--- START ---
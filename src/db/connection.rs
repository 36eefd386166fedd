use r2d2::Pool;
use r2d2_sqlite::SqliteConnectionManager;

pub type DbPool = Pool<SqliteConnectionManager>;

pub fn create_pool(db_path: &str, max_size: u32) -> DbPool {
    let manager = SqliteConnectionManager::file(db_path);
    let pool = Pool::builder()
        .max_size(max_size)
        .build(manager)
        .expect("Failed to create DB pool");

    // Readers must not block the single writer
    let conn = pool.get().expect("Failed to get DB connection");
    conn.execute_batch(
        "PRAGMA journal_mode = WAL;
         PRAGMA synchronous = NORMAL;
         PRAGMA foreign_keys = ON;
         PRAGMA busy_timeout = 5000;",
    )
    .expect("Failed to set PRAGMA");

    pool
}

pub fn close_pool(pool: &DbPool) {
    if let Ok(conn) = pool.get() {
        let _ = conn.execute_batch("PRAGMA wal_checkpoint(FULL)");
    }
}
--- END ---
> _Instructions for the task_: Copy the data word for word.

> _Exercise output_:
filename src/db/connection.rs
repository 36eefd386166fedd
use r2d2::Pool;
use r2d2_sqlite::SqliteConnectionManager;

pub type DbPool = Pool<SqliteConnectionManager>;

pub fn create_pool(db_path: &str, max_size: u32) -> DbPool {
    let manager = SqliteConnectionManager::file(db_path);
    let pool = Pool::builder()
        .max_size(max_size)
        .build(manager)
        .expect("Failed to create DB pool");

    // Readers must not block the single writer
    let conn = pool.get().expect("Failed to get DB connection");
    conn.execute_batch(
        "PRAGMA journal_mode = WAL;
         PRAGMA synchronous = NORMAL;
         PRAGMA foreign_keys = ON;
         PRAGMA busy_timeout = 5000;",
    )
    .expect("Failed to set PRAGMA");

    pool
}

pub fn close_pool(pool: &DbPool) {
    if let Ok(conn) = pool.get() {
        let _ = conn.execute_batch("PRAGMA wal_checkpoint(FULL)");
    }
}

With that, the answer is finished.